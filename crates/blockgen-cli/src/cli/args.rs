use clap::{Parser, Subcommand};
use std::path::PathBuf;

#[derive(Parser)]
#[command(
    name = "blockgen",
    version,
    about = "Plan synthetic TSDB blocks for benchmarks: block windows, rollouts and series labels"
)]
pub struct Cli {
    #[command(subcommand)]
    pub cmd: Command,
}

#[derive(Subcommand)]
pub enum Command {
    /// Generate block specs from a profile document or a builtin profile
    Generate(GenerateArgs),
    /// List builtin profiles
    Profiles,
    /// Check a profile document and print what it would generate
    Validate(ValidateArgs),
    Version,
}

#[derive(clap::Args, Debug, Clone)]
pub struct GenerateArgs {
    /// Profile document (YAML)
    #[arg(long, conflicts_with = "builtin", required_unless_present = "builtin")]
    pub profile: Option<PathBuf>,

    /// Name of a builtin profile (see `blockgen profiles`)
    #[arg(long)]
    pub builtin: Option<String>,

    /// Directory receiving one sub-directory per block
    #[arg(long, short, default_value = "blocks")]
    pub output: PathBuf,

    /// Print one JSON block spec per line instead of writing files
    #[arg(long, conflicts_with = "output")]
    pub stdout: bool,

    /// External label attached to every block (repeatable)
    #[arg(long = "label", value_name = "NAME=VALUE")]
    pub labels: Vec<String>,
}

#[derive(clap::Args, Debug, Clone)]
pub struct ValidateArgs {
    pub profile: PathBuf,
}

#[cfg(test)]
mod tests {
    use super::*;

    #[test]
    fn generate_requires_a_source() {
        assert!(Cli::try_parse_from(["blockgen", "generate"]).is_err());
        assert!(Cli::try_parse_from([
            "blockgen",
            "generate",
            "--profile",
            "p.yaml",
            "--builtin",
            "continuous-1w-small"
        ])
        .is_err());
    }

    #[test]
    fn generate_collects_labels() {
        let cli = Cli::try_parse_from([
            "blockgen",
            "generate",
            "--builtin",
            "continuous-1w-small",
            "--label",
            "cluster=a",
            "--label",
            "region=eu",
            "--stdout",
        ])
        .unwrap();
        let Command::Generate(args) = cli.cmd else {
            panic!("expected generate");
        };
        assert_eq!(args.labels, vec!["cluster=a", "region=eu"]);
        assert!(args.stdout);
        assert_eq!(args.output, PathBuf::from("blocks"));
    }
}
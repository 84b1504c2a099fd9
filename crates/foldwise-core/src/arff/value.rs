//! ARFF document model

use serde::{Deserialize, Serialize};
use std::fmt;

/// One cell of an ARFF data row
#[derive(Debug, Clone, PartialEq, Serialize, Deserialize)]
#[serde(untagged)]
pub enum ArffValue {
    Integer(i64),
    Real(f64),
    Text(String),
    Missing,
}

/// One data row
pub type ArffRow = Vec<ArffValue>;

impl ArffValue {
    /// Numeric view of the value; integers widen to f64
    pub fn as_f64(&self) -> Option<f64> {
        match self {
            Self::Integer(v) => Some(*v as f64),
            Self::Real(v) => Some(*v),
            _ => None,
        }
    }

    /// Integer view of the value; reals are accepted only when integral
    pub fn as_i64(&self) -> Option<i64> {
        match self {
            Self::Integer(v) => Some(*v),
            Self::Real(v) if v.fract() == 0.0 => Some(*v as i64),
            _ => None,
        }
    }

    /// Text view of the value
    pub fn as_str(&self) -> Option<&str> {
        match self {
            Self::Text(s) => Some(s),
            _ => None,
        }
    }

    pub fn is_missing(&self) -> bool {
        matches!(self, Self::Missing)
    }
}

impl From<i64> for ArffValue {
    fn from(value: i64) -> Self {
        Self::Integer(value)
    }
}

impl From<usize> for ArffValue {
    fn from(value: usize) -> Self {
        Self::Integer(value as i64)
    }
}

impl From<f64> for ArffValue {
    fn from(value: f64) -> Self {
        Self::Real(value)
    }
}

impl From<&str> for ArffValue {
    fn from(value: &str) -> Self {
        Self::Text(value.to_string())
    }
}

impl From<String> for ArffValue {
    fn from(value: String) -> Self {
        Self::Text(value)
    }
}

impl From<bool> for ArffValue {
    fn from(value: bool) -> Self {
        Self::Text(if value { "true" } else { "false" }.to_string())
    }
}

impl fmt::Display for ArffValue {
    fn fmt(&self, f: &mut fmt::Formatter<'_>) -> fmt::Result {
        match self {
            Self::Integer(v) => write!(f, "{}", v),
            Self::Real(v) => write!(f, "{}", v),
            Self::Text(s) => write!(f, "{}", super::writer::quote(s)),
            Self::Missing => write!(f, "?"),
        }
    }
}

/// Declared type of an attribute
#[derive(Debug, Clone, PartialEq, Serialize, Deserialize)]
pub enum AttributeKind {
    Numeric,
    Integer,
    Real,
    String,
    Nominal(Vec<String>),
}

/// An `@attribute` declaration
#[derive(Debug, Clone, PartialEq, Serialize, Deserialize)]
pub struct Attribute {
    pub name: String,
    pub kind: AttributeKind,
}

impl Attribute {
    pub fn new(name: impl Into<String>, kind: AttributeKind) -> Self {
        Self {
            name: name.into(),
            kind,
        }
    }

    /// Nominal values, if the attribute is nominal
    pub fn nominal_values(&self) -> Option<&[String]> {
        match &self.kind {
            AttributeKind::Nominal(values) => Some(values),
            _ => None,
        }
    }
}

/// A parsed or to-be-written ARFF document
#[derive(Debug, Clone, PartialEq, Default, Serialize, Deserialize)]
pub struct ArffDocument {
    pub relation: String,
    pub attributes: Vec<Attribute>,
    pub data: Vec<ArffRow>,
}

impl ArffDocument {
    pub fn new(relation: impl Into<String>) -> Self {
        Self {
            relation: relation.into(),
            ..Default::default()
        }
    }

    /// Append an attribute declaration
    pub fn with_attribute(mut self, name: impl Into<String>, kind: AttributeKind) -> Self {
        self.attributes.push(Attribute::new(name, kind));
        self
    }

    /// Index of the attribute called `name` (case-sensitive)
    pub fn attribute_index(&self, name: &str) -> Option<usize> {
        self.attributes.iter().position(|a| a.name == name)
    }

    /// Index of the attribute called `name`, ignoring ASCII case
    pub fn attribute_index_ignore_case(&self, name: &str) -> Option<usize> {
        self.attributes
            .iter()
            .position(|a| a.name.eq_ignore_ascii_case(name))
    }
}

### Work to be completed
Looking at the entries, work out how many lines hold the word "view". Give the number and nothing else.

### Response to the task
3